Singing wasn’t my only artistic endeavor, though. I liked telling jokes, a skill I learned from my mother and her step-father (grandpa to me). Even as a kid Mom would tell me “dirty” jokes and I’d re-tell them, sometimes at school. I was paddled by the principal in the eighth grade for telling dirty jokes in class. I learned from the paddling never again to tell dirty jokes where they could be overheard by someone who might tattle.
That same principal — her name was Bertha Neal — has a school in that town, Durand, Michigan, named after her now. Lord knows, she earned it. When I was there they had all 12 grades and kindergarten in one building. And she was the principal of it all. My joke-telling was probably the least of her worries.
I remember an awards ceremony at the end of that same school year. Some graduating senior boy won the attendance award. He’d been there every day of high school. In fact, this kid had only missed one day in all 12 years of school. I remember thinking that was impressive — and pathetic.
I missed a lot of school as a kid. I had appendicitis, and pneumonia, and strep more often than I can remember. And Mom let us take the occasional mental health day, too. But when I got to senior year in high school for some reason I modeled myself after that award winner back in Durand. First eight months of the school year I didn’t miss a class.
We had an English term paper due May 1, and a friend and I pulled an all-nighter to get ours done. This meant we went to the library late on the afternoon of April 30 and started writing later that evening. Sometime around dawn I finished and was ready to get to school on time. Bill was still finishing up though and, as he was my ride that day, I waited. We got there about 11.
It seemed that every kid and every teacher in the school knew why we were late. We were guilty of what had to be the most heinous crime committed since the Lindbergh baby was snatched. Bill and I got detention for being late without an excusable excuse and — even though we weren’t late to her class — the nun in English refused to accept our term papers for credit. She took them and read them, but didn’t grade them. After all that work they would have no affect on our course grade. A bitter incident and one I still think was unfair. (She later told the class mine was the best of all the papers — a rare moment for me.)
I took several mental health days in the three weeks remaining before graduation. So much for perfect attendance. Ferris Bueller was right.

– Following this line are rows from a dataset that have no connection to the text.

//! Syntactic safety gate for proposed commands.
//!
//! The gate is a literal denylist match and nothing more. It does not parse
//! shell grammar, resolve aliases, or follow indirection: `find . -delete`,
//! `echo x | xargs rm`, `$(which rm) -rf /` or `/bin/rm` all classify as
//! [`SafetyVerdict::Safe`] because no whitespace token equals a denylist entry.
//! Commands using destructive idioms the list does not name pass through.

use serde::Serialize;

use crate::core::types::SafetyVerdict;

/// Tokens blocked when no denylist is configured.
pub const DEFAULT_DENYLIST: &[&str] = &[
    "rm", "rmdir", "dd", "mkfs", "fdisk", "format", "del", "rd", "erase", "chown", "chmod",
    "truncate", "shred", "sudo", "mv", "cp",
];

/// Case-insensitive ordered set of blocked tokens or whole commands.
#[derive(Debug, Clone, PartialEq, Eq, Serialize)]
pub struct Denylist {
    entries: Vec<String>,
}

impl Default for Denylist {
    fn default() -> Self {
        Self::new(DEFAULT_DENYLIST.iter().copied())
    }
}

impl Denylist {
    /// Build a denylist, lowercasing and trimming entries. Blank entries are
    /// dropped and duplicates keep their first position.
    pub fn new<I, S>(entries: I) -> Self
    where
        I: IntoIterator<Item = S>,
        S: AsRef<str>,
    {
        let mut normalized: Vec<String> = Vec::new();
        for entry in entries {
            let entry = entry.as_ref().trim().to_lowercase();
            if !entry.is_empty() && !normalized.contains(&entry) {
                normalized.push(entry);
            }
        }
        Self {
            entries: normalized,
        }
    }

    /// Return a copy with `extra` appended.
    pub fn extended<I, S>(&self, extra: I) -> Self
    where
        I: IntoIterator<Item = S>,
        S: AsRef<str>,
    {
        let extra: Vec<String> = extra.into_iter().map(|s| s.as_ref().to_string()).collect();
        Self::new(self.entries.iter().map(String::as_str).chain(extra.iter().map(String::as_str)))
    }

    pub fn entries(&self) -> &[String] {
        &self.entries
    }

    pub fn is_empty(&self) -> bool {
        self.entries.is_empty()
    }

    fn find(&self, candidate: &str) -> Option<&str> {
        self.entries
            .iter()
            .find(|entry| entry.as_str() == candidate)
            .map(String::as_str)
    }
}

/// Classify `command` as safe or blocked.
///
/// Blocked when any whitespace-separated token equals an entry, or when the
/// whole trimmed command equals an entry (covers multi-word entries such as
/// `git push --force`). Matching is case-insensitive.
pub fn classify(command: &str, denylist: &Denylist) -> SafetyVerdict {
    let lowered = command.trim().to_lowercase();

    if let Some(matched) = denylist.find(&lowered) {
        return SafetyVerdict::Blocked {
            matched: matched.to_string(),
        };
    }

    for token in lowered.split_whitespace() {
        if let Some(matched) = denylist.find(token) {
            return SafetyVerdict::Blocked {
                matched: matched.to_string(),
            };
        }
    }

    SafetyVerdict::Safe
}

#[cfg(test)]
mod tests {
    use super::*;

    fn blocked(command: &str, denylist: &Denylist) -> bool {
        classify(command, denylist).is_blocked()
    }

    #[test]
    fn blocks_rm_with_minimal_denylist() {
        let denylist = Denylist::new(["rm", "sudo"]);
        assert_eq!(
            classify("rm -rf /tmp/x", &denylist),
            SafetyVerdict::Blocked {
                matched: "rm".to_string()
            }
        );
    }

    #[test]
    fn blocks_token_anywhere_in_command() {
        let denylist = Denylist::default();
        assert!(blocked("ls && sudo reboot", &denylist));
        assert!(blocked("echo hi ; MV a b", &denylist));
    }

    #[test]
    fn allows_commands_without_denylisted_tokens() {
        let denylist = Denylist::default();
        assert!(!blocked("cat codey.py", &denylist));
        assert!(!blocked("echo \"for i in range(1, 11): print(i)\" > codey.py", &denylist));
        assert!(!blocked("ls -la", &denylist));
    }

    #[test]
    fn substrings_are_not_tokens() {
        let denylist = Denylist::default();
        assert!(!blocked("cat format.txt", &denylist));
        assert!(!blocked("mkdir removed", &denylist));
    }

    #[test]
    fn indirection_is_not_detected() {
        let denylist = Denylist::default();
        assert!(!blocked("/bin/rm -rf /tmp/x", &denylist));
        assert!(!blocked("echo /tmp/x | xargs -n1 /usr/bin/rm", &denylist));
        assert!(!blocked("find . -delete", &denylist));
    }

    #[test]
    fn whole_command_entry_matches_verbatim() {
        let denylist = Denylist::new(["git push --force"]);
        assert!(blocked("  GIT PUSH --FORCE ", &denylist));
        assert!(!blocked("git push", &denylist));
    }

    #[test]
    fn empty_denylist_allows_everything() {
        let denylist = Denylist::new(Vec::<String>::new());
        assert!(denylist.is_empty());
        assert!(!blocked("rm -rf /", &denylist));
    }

    #[test]
    fn new_normalizes_and_dedups_in_order() {
        let denylist = Denylist::new([" RM ", "sudo", "rm", ""]);
        assert_eq!(denylist.entries(), ["rm".to_string(), "sudo".to_string()]);
    }

    #[test]
    fn extended_appends_new_entries() {
        let denylist = Denylist::new(["rm"]).extended(["curl", "RM"]);
        assert_eq!(denylist.entries(), ["rm".to_string(), "curl".to_string()]);
        assert!(blocked("curl http://example.com", &denylist));
    }
}
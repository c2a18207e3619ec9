//! Agent roles for planning and per-step execution.

pub mod executor;
pub mod planner;
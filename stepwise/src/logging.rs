//! Development-time tracing for debugging the agent.
//!
//! # Separation of Concerns
//!
//! - **Tracing (this module)**: Diagnostics via `RUST_LOG`, output to stderr.
//!   Not part of the agent's product output.
//!
//! - **Progress output (`main`)**: Goal, plan, per-step results and the final
//!   outcome on stdout. Always printed, unaffected by `RUST_LOG`.
//!
//! - **Run trace (`io/trace`)**: Optional JSON artifact written with `--trace`.

use tracing_subscriber::{EnvFilter, fmt, layer::SubscriberExt, util::SubscriberInitExt};

/// Initialize tracing subscriber for development logging.
///
/// Reads `RUST_LOG` env var. Defaults to `warn` if unset, or `info` when
/// `verbose` is set. Output: stderr, compact format.
///
/// # Example
/// ```bash
/// RUST_LOG=stepwise=debug stepwise "list the files in this directory"
/// ```
pub fn init(verbose: bool) {
    let fallback = if verbose { "info" } else { "warn" };
    let filter = EnvFilter::try_from_default_env().unwrap_or_else(|_| EnvFilter::new(fallback));

    tracing_subscriber::registry()
        .with(filter)
        .with(fmt::layer().with_writer(std::io::stderr).compact())
        .init();
}
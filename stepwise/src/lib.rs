//! Plan/execute/observe agent that turns a free-text query into shell commands.
//!
//! A run restates the query as a goal, asks the oracle for an ordered plan,
//! then resolves each step to exactly one shell command, gates it against a
//! denylist, executes it, and folds the observed result back into the context
//! that every later step sees. The architecture keeps a strict separation:
//!
//! - **[`core`]**: Pure, deterministic logic (safety gate, response parsing,
//!   plan extraction, context accumulation). No I/O, fully testable in isolation.
//! - **[`io`]**: Side-effecting operations (oracle process, host shell, config,
//!   prompt rendering, trace files). Isolated behind traits to enable fakes in tests.
//!
//! Orchestration modules ([`agents`], [`looping`]) coordinate core logic with
//! I/O to implement the agent loop.

pub mod agents;
pub mod core;
pub mod error;
pub mod exit_codes;
pub mod io;
pub mod logging;
pub mod looping;
#[cfg(any(test, feature = "test-support"))]
pub mod test_support;
//! Prompt rendering for every oracle call the agent makes.

use anyhow::{Context, Result};
use minijinja::{Environment, context};

use crate::core::parser::DONE_TOKEN;
use crate::core::safety::Denylist;
use crate::core::types::Step;

const SYSTEM_TEMPLATE: &str = include_str!("prompts/system.md");
const GOAL_TEMPLATE: &str = include_str!("prompts/goal.md");
const PLAN_TEMPLATE: &str = include_str!("prompts/plan.md");
const STEP_TEMPLATE: &str = include_str!("prompts/step.md");
const SIMULATE_TEMPLATE: &str = include_str!("prompts/simulate.md");

const GOAL_SYSTEM: &str = "You expertly understand problems and rewrite them as clear goals.";
const SIMULATE_SYSTEM: &str = "You are simulating CLI output.";

/// System and user halves of one oracle call.
#[derive(Debug, Clone, PartialEq, Eq)]
pub struct ChatPrompt {
    pub system: String,
    pub user: String,
}

/// Template engine wrapper around minijinja.
pub struct PromptEngine {
    env: Environment<'static>,
}

impl Default for PromptEngine {
    fn default() -> Self {
        Self::new()
    }
}

impl PromptEngine {
    pub fn new() -> Self {
        let mut env = Environment::new();
        env.add_template("system", SYSTEM_TEMPLATE)
            .expect("system template should be valid");
        env.add_template("goal", GOAL_TEMPLATE)
            .expect("goal template should be valid");
        env.add_template("plan", PLAN_TEMPLATE)
            .expect("plan template should be valid");
        env.add_template("step", STEP_TEMPLATE)
            .expect("step template should be valid");
        env.add_template("simulate", SIMULATE_TEMPLATE)
            .expect("simulate template should be valid");
        Self { env }
    }

    /// Agent system prompt: capabilities, denylist, and output protocol.
    pub fn render_system(&self, denylist: &Denylist) -> Result<String> {
        let template = self.env.get_template("system")?;
        template
            .render(context! {
                denylist => denylist.entries(),
                done_token => DONE_TOKEN,
            })
            .context("render system prompt")
    }

    pub fn render_goal(&self, query: &str) -> Result<ChatPrompt> {
        let template = self.env.get_template("goal")?;
        let user = template
            .render(context! { query => query.trim() })
            .context("render goal prompt")?;
        Ok(ChatPrompt {
            system: GOAL_SYSTEM.to_string(),
            user,
        })
    }

    pub fn render_plan(&self, system: &str, goal: &str, tag: &str) -> Result<ChatPrompt> {
        let template = self.env.get_template("plan")?;
        let user = template
            .render(context! { goal => goal.trim(), tag => tag })
            .context("render plan prompt")?;
        Ok(ChatPrompt {
            system: system.to_string(),
            user,
        })
    }

    pub fn render_step(
        &self,
        system: &str,
        goal: &str,
        step: &Step,
        total: usize,
        rendered_context: &str,
    ) -> Result<ChatPrompt> {
        let template = self.env.get_template("step")?;
        let user = template
            .render(context! {
                goal => goal.trim(),
                step => step.description.as_str(),
                position => step.index + 1,
                total => total,
                context => rendered_context.trim_end(),
            })
            .context("render step prompt")?;
        Ok(ChatPrompt {
            system: system.to_string(),
            user,
        })
    }

    pub fn render_simulation(&self, command: &str) -> Result<ChatPrompt> {
        let template = self.env.get_template("simulate")?;
        let user = template
            .render(context! { command => command })
            .context("render simulation prompt")?;
        Ok(ChatPrompt {
            system: SIMULATE_SYSTEM.to_string(),
            user,
        })
    }
}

The year before in high school we’d gotten a new gymnasium — a million dollar gift from a benefactor. It was confusing those first few weeks what with boys locker rooms and girls locker rooms and all. I was drying after a shower one day — Ted Barrasso was next to me. We were, obviously, naked. The door opens and Mary Anne comes in, looks around, shrieks and barrels out. Poor Mary Anne. Within an hour the entire school had heard of her mistake and every girl was giving her sympathy and comfort, in person or to anyone else who would listen. Poor Mary Anne. I don’t remember anyone ever asking Ted or me if we were embarrassed or if we were OK. I came to understand then that in stripper-bars and topless joints the patrons who “barge in” are always more uncomfortable than the naked people who belong there.